In two weeks I will be heading to Dearborn, Michigan to work on a project that has been sitting in my head for a while. I have spent a fair amount of time in the Middle East, but I have comparably little experience with Islam in the United States. Dearborn, Michigan is the location in the US with the highest concentration of Arab-Americans (both longtime residents and recent immigrants).. and if I am going to get a sense of Islam in the US, then this is a logical place to visit.
One of the miracles of the internet is the amount of incidental information available about places. There are maps and city websites.. but more importantly there are lots of scenes drawn from life. Before I head to Dearborn I am going to explore through blogs the different paths to learning about Dearborn offered by the internet. This first post will concentrate on videos from YouTube (my playlist is available here).
The above picture is of the singer Dominique Hourani from the American Arab Festival 2007 in Dearborn Michigan. Never in my time in the Middle East have I seen this kind of public "sexy" appeal. There are plenty of music videos that look like this.. but this does not translate into public performances. The videographer quickly pans the audience and we glimpse who is out there:

It is a mixed gender crowd composed of Arab Americans. That crowd, I take it, is exactly the point of the Arab American Festival: to construct and celebrate a sense of identity. Given this performance, it is evident that the identity will be one that celebrates American-ness.

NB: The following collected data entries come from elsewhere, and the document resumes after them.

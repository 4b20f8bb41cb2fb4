use anyhow::Result;
use chrono::{DateTime, Utc};
use serde::{Deserialize, Serialize};
use sqlx::PgPool;
use uuid::Uuid;

/// A user-defined relevance token. Stored normalized (lower-case, trimmed);
/// zero weight in a field means "do not score there".
#[derive(Debug, Clone, Serialize, Deserialize, sqlx::FromRow)]
pub struct KeywordRule {
    pub id: Uuid,
    pub text: String,
    pub title_weight: i32,
    pub description_weight: i32,
    pub products_weight: i32,
    pub created_at: DateTime<Utc>,
}

impl KeywordRule {
    pub async fn list(pool: &PgPool) -> Result<Vec<Self>> {
        sqlx::query_as::<_, Self>("SELECT * FROM keyword_rules ORDER BY text")
            .fetch_all(pool)
            .await
            .map_err(Into::into)
    }

    pub async fn add(
        text: &str,
        title_weight: i32,
        description_weight: i32,
        products_weight: i32,
        pool: &PgPool,
    ) -> Result<Self> {
        let normalized = text.trim().to_lowercase();
        sqlx::query_as::<_, Self>(
            r#"
            INSERT INTO keyword_rules (text, title_weight, description_weight, products_weight)
            VALUES ($1, $2, $3, $4)
            ON CONFLICT (text) DO UPDATE SET
                title_weight = EXCLUDED.title_weight,
                description_weight = EXCLUDED.description_weight,
                products_weight = EXCLUDED.products_weight
            RETURNING *
            "#,
        )
        .bind(normalized)
        .bind(title_weight)
        .bind(description_weight)
        .bind(products_weight)
        .fetch_one(pool)
        .await
        .map_err(Into::into)
    }

    pub async fn delete(id: Uuid, pool: &PgPool) -> Result<u64> {
        let result = sqlx::query("DELETE FROM keyword_rules WHERE id = $1")
            .bind(id)
            .execute(pool)
            .await?;
        Ok(result.rows_affected())
    }
}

A similar American development is seen in a rough video made at an event put on in Dearborn by the Muslim Student's Association. Two rappers rap away, and then we note in the foreground women wearing the hijab or head covering. Analysis of this video must center on the mixtures of quintessentially American pop-cultural forms with cultural signs that continue to mark an identity that is not just American.

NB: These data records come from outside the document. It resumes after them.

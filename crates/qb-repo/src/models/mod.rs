pub mod follow_state;
pub mod keyword_rule;
pub mod organism;
pub mod organism_rule;
pub mod sector;
pub mod tender;

pub use follow_state::FollowState;
pub use keyword_rule::KeywordRule;
pub use organism::Organism;
pub use organism_rule::OrganismRule;
pub use sector::Sector;
pub use tender::{
    DetailCandidate, DetailRecord, ScoreCandidate, ScoreUpdate, Tender, TenderUpsert,
    ACTIVE_STATE_TEXTS, CLOSED_STATE_TEXT,
};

This mixture of American and Arab identities is not the only model represented in YouTube. A relatively large number of short poor quality videos captured the Quran reciter Sheikh Mishary al-Afasy during his appearance in Dearborn. Many videos posted by Muslims in other cities further document this celebrity. I say "celebrity".. and al-Afasy has a a devoted following (just search for him online), but it is a celebrityhood that goes mostly under the radar in America. Quran recitation is not going to compete with hip-hop anytime soon..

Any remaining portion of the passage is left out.